One of the topics raised in yesterday's FreeAndNil debate was using FreeAndNil in multi-threaded code for avoiding access to a dangling reference when multiple threads are accessing and using the same object instance.

Problem is that FreeAndNil is not thread-safe and cannot be used to achieve thread safety. You cannot call FreeAndNil on a shared object reference in one thread and then use if Assigned in another to check whether object is still alive and then do something with that object.

Your second thread can pass the if Assigned check and start working with the object while the first thread can destroy that object at any point. There is no mechanism in the FreeAndNil and if Assigned check that can prevent that.

If you need to use shared object instance in such manner you need to use locking mechanism and lock all access, in all threads, to such an object. If you use locking mechanism, then you can use FreeAndNil in one thread and if Assigned check in another.

I mentioned that in such scenarios, instead of manually managed object instances and locks, you can use reference counted class with automatic memory management and interface references to achieve thread safety, as clearing the interface reference will be thread-safe operation.

But, what I said was only the half of the story and literally applied it is not correct. Stefan Glienke pointed that out after the debate and I have to tell the full story, otherwise it will seem like interface references have some magical thread safety feature which they don't. I apologize for any confusion.

In other words, shared interface references are just as unsafe as regular object references. If you just replace object reference with interface reference, and calling FreeAndNil with assigning nil to an interface reference in multi-threaded code, such code will not magically become thread-safe. You can still pass if Assigned check on interface reference and work on the reference in one thread, while another thread will nil that reference while you are still using it. Assigning nil to a shared interface reference is not thread-safe, just like calling FreeAndNil on a shared object reference is not thread-safe either.

What interface references and automatic memory managed instances allow you to do is to have multiple, unshared, references to a shared object instance. And as long as some of those references is alive, that object instance will be alive and valid, too. With manually managed object instances, you cannot have multiple references to an object as they will become dangling pointers if one thread can destroy the object while others are still using it.

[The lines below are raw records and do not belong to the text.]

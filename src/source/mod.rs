//! Reading CSV input files.
//!
//! Decodes files fetched from the bucket into row samples, for both schema
//! discovery and extraction.

pub mod reader;

pub use reader::{CsvReader, CsvReaderConfig, ReadResult, sample_rows};
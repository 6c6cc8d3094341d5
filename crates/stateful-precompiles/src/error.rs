//! Error types surfaced by stateful precompiles.

use alloy_primitives::{Address, FixedBytes, U256};
use thiserror::Error;

/// Errors a stateful precompile call or its upgrade lifecycle can produce.
#[derive(Debug, Clone, PartialEq, Eq, Error)]
pub enum PrecompileError {
    /// Supplied gas does not cover the fixed cost of the operation.
    #[error("out of gas")]
    OutOfGas,
    /// A state-mutating function was called in a read-only context.
    #[error("write protection")]
    WriteProtection,
    /// The caller's role does not permit the operation.
    #[error("{reason}: {caller}")]
    Unauthorized {
        /// Address that attempted the call.
        caller: Address,
        /// What the caller was not allowed to do.
        reason: &'static str,
    },
    /// Input length or a decoded field is invalid.
    #[error("malformed input: {0}")]
    Malformed(String),
    /// No function is registered for the selector and there is no fallback.
    #[error("invalid function selector {selector}")]
    MethodNotFound {
        /// The unmatched selector.
        selector: FixedBytes<4>,
    },
    /// An upgrade schedule failed verification or was driven through an illegal transition.
    #[error("invalid config: {0}")]
    InvalidConfig(String),
    /// A dispatch table or registry was built with conflicting entries.
    #[error("invalid registration: {0}")]
    InvalidRegistration(String),
    /// The host did not provide a block number where one is required.
    #[error("block number is not available")]
    MissingBlockNumber,
    /// A precondition that verification guarantees did not hold.
    #[error("invariant violation: {0}")]
    InvariantViolation(String),
    /// A role slot holds a value outside the known role encodings.
    #[error("invalid allow list role value {0}")]
    InvalidRole(U256),
    /// The host state backend failed.
    #[error("state access failed: {0}")]
    State(String),
}

impl PrecompileError {
    /// Returns `true` for errors that indicate a broken host precondition.
    ///
    /// Hosts must abort block processing on these instead of reverting the call.
    pub const fn is_fatal(&self) -> bool {
        matches!(
            self,
            Self::MissingBlockNumber
                | Self::InvariantViolation(_)
                | Self::InvalidRole(_)
                | Self::State(_)
        )
    }

    /// Attaches the gas left after the failing call.
    pub const fn with_remaining_gas(self, remaining_gas: u64) -> CallFailure {
        CallFailure {
            error: self,
            remaining_gas,
        }
    }
}

/// A failed call together with the gas it leaves to the caller.
#[derive(Debug, Clone, PartialEq, Eq, Error)]
#[error("{error}")]
pub struct CallFailure {
    /// Why the call failed.
    #[source]
    pub error: PrecompileError,
    /// Gas returned to the caller; zero for [`PrecompileError::OutOfGas`].
    pub remaining_gas: u64,
}

impl From<PrecompileError> for CallFailure {
    fn from(error: PrecompileError) -> Self {
        error.with_remaining_gas(0)
    }
}
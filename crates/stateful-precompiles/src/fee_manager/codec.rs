//! Fixed-width packing of [`FeeConfig`] records.
//!
//! ## Storage Layout
//!
//! | Slot | Description |
//! |------|-------------|
//! | `0x01 00..00` .. `0x08 00..00` | Fee config fields in storage order |
//! | `"lca" 00..00` | Block number of the last fee config change |
//!
//! Every key has a non-zero first byte, so none can collide with an allow list role slot.

use super::IFeeManager;
use crate::{error::PrecompileError, state::StateDB};
use alloy_primitives::{Address, B256, U256};
use alloy_sol_types::SolCall;
use ev_common::{FeeConfig, FeeConfigField, FEE_CONFIG_FIELD_COUNT};

const WORD_LEN: usize = 32;

/// Length of a packed fee config.
pub const FEE_CONFIG_INPUT_LEN: usize = FEE_CONFIG_FIELD_COUNT * WORD_LEN;

/// Slot holding the block number of the last fee config change.
pub const LAST_CHANGED_AT_KEY: B256 = {
    let mut key = [0u8; WORD_LEN];
    key[0] = b'l';
    key[1] = b'c';
    key[2] = b'a';
    B256::new(key)
};

/// Slot holding `field`.
pub const fn fee_config_slot(field: FeeConfigField) -> B256 {
    let mut key = [0u8; WORD_LEN];
    key[0] = field.index();
    B256::new(key)
}

/// Packs `config` as one big-endian word per field.
pub fn pack_fee_config(config: &FeeConfig) -> Vec<u8> {
    let mut output = Vec::with_capacity(FEE_CONFIG_INPUT_LEN);
    for word in config.to_words() {
        output.extend_from_slice(&word.to_be_bytes::<WORD_LEN>());
    }
    output
}

/// Decodes the arguments of `setFeeConfig`.
///
/// The input must be exactly [`FEE_CONFIG_INPUT_LEN`] bytes and `targetBlockRate` must fit in
/// 64 bits; either failure is [`PrecompileError::Malformed`].
pub fn unpack_fee_config_input(input: &[u8]) -> Result<FeeConfig, PrecompileError> {
    if input.len() != FEE_CONFIG_INPUT_LEN {
        return Err(PrecompileError::Malformed(format!(
            "invalid input length for fee config input: {}",
            input.len()
        )));
    }
    let mut words = [U256::ZERO; FEE_CONFIG_FIELD_COUNT];
    for (word, chunk) in words.iter_mut().zip(input.chunks_exact(WORD_LEN)) {
        *word = U256::from_be_slice(chunk);
    }
    FeeConfig::from_words(words).map_err(|err| PrecompileError::Malformed(err.to_string()))
}

/// Call data for `setFeeConfig(config)`.
pub fn pack_set_fee_config_input(config: &FeeConfig) -> Vec<u8> {
    let mut input = Vec::with_capacity(4 + FEE_CONFIG_INPUT_LEN);
    input.extend_from_slice(&IFeeManager::setFeeConfigCall::SELECTOR);
    input.extend_from_slice(&pack_fee_config(config));
    input
}

/// Call data for `getFeeConfig()`.
pub fn pack_get_fee_config_input() -> Vec<u8> {
    IFeeManager::getFeeConfigCall::SELECTOR.to_vec()
}

/// Call data for `getFeeConfigLastChangedAt()`.
pub fn pack_get_last_changed_at_input() -> Vec<u8> {
    IFeeManager::getFeeConfigLastChangedAtCall::SELECTOR.to_vec()
}

/// Writes every field of `config` to its slot in the storage of `address`.
///
/// Does not touch the last-changed-at slot.
pub(crate) fn write_fee_config(
    state: &mut dyn StateDB,
    address: Address,
    config: &FeeConfig,
) -> Result<(), PrecompileError> {
    for field in FeeConfigField::ALL {
        let word = B256::from(config.get(field));
        state.set_state(address, fee_config_slot(field), word)?;
    }
    Ok(())
}

/// Reads every field from the storage of `address`.
///
/// A stored `targetBlockRate` beyond 64 bits can only come from a write that bypassed
/// validation and is reported as an invariant violation.
pub(crate) fn read_fee_config(
    state: &mut dyn StateDB,
    address: Address,
) -> Result<FeeConfig, PrecompileError> {
    let mut words = [U256::ZERO; FEE_CONFIG_FIELD_COUNT];
    for (word, field) in words.iter_mut().zip(FeeConfigField::ALL) {
        *word = state.get_state(address, fee_config_slot(field))?.into();
    }
    FeeConfig::from_words(words)
        .map_err(|err| PrecompileError::InvariantViolation(format!("stored fee config: {err}")))
}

What is thread-safe in an interface references scenario, is each thread having its own strong reference (acquired before thread started running) to an object instance and assigning nil to such unshared reference in a thread and potentially releasing the object is a thread-safe operation.

Note: There is additional requirement for such reference counted, automatically managed classes, and that is that reference counting is performed atomically—using AtomicIncrement and AtomicDecrement or equivalent functions.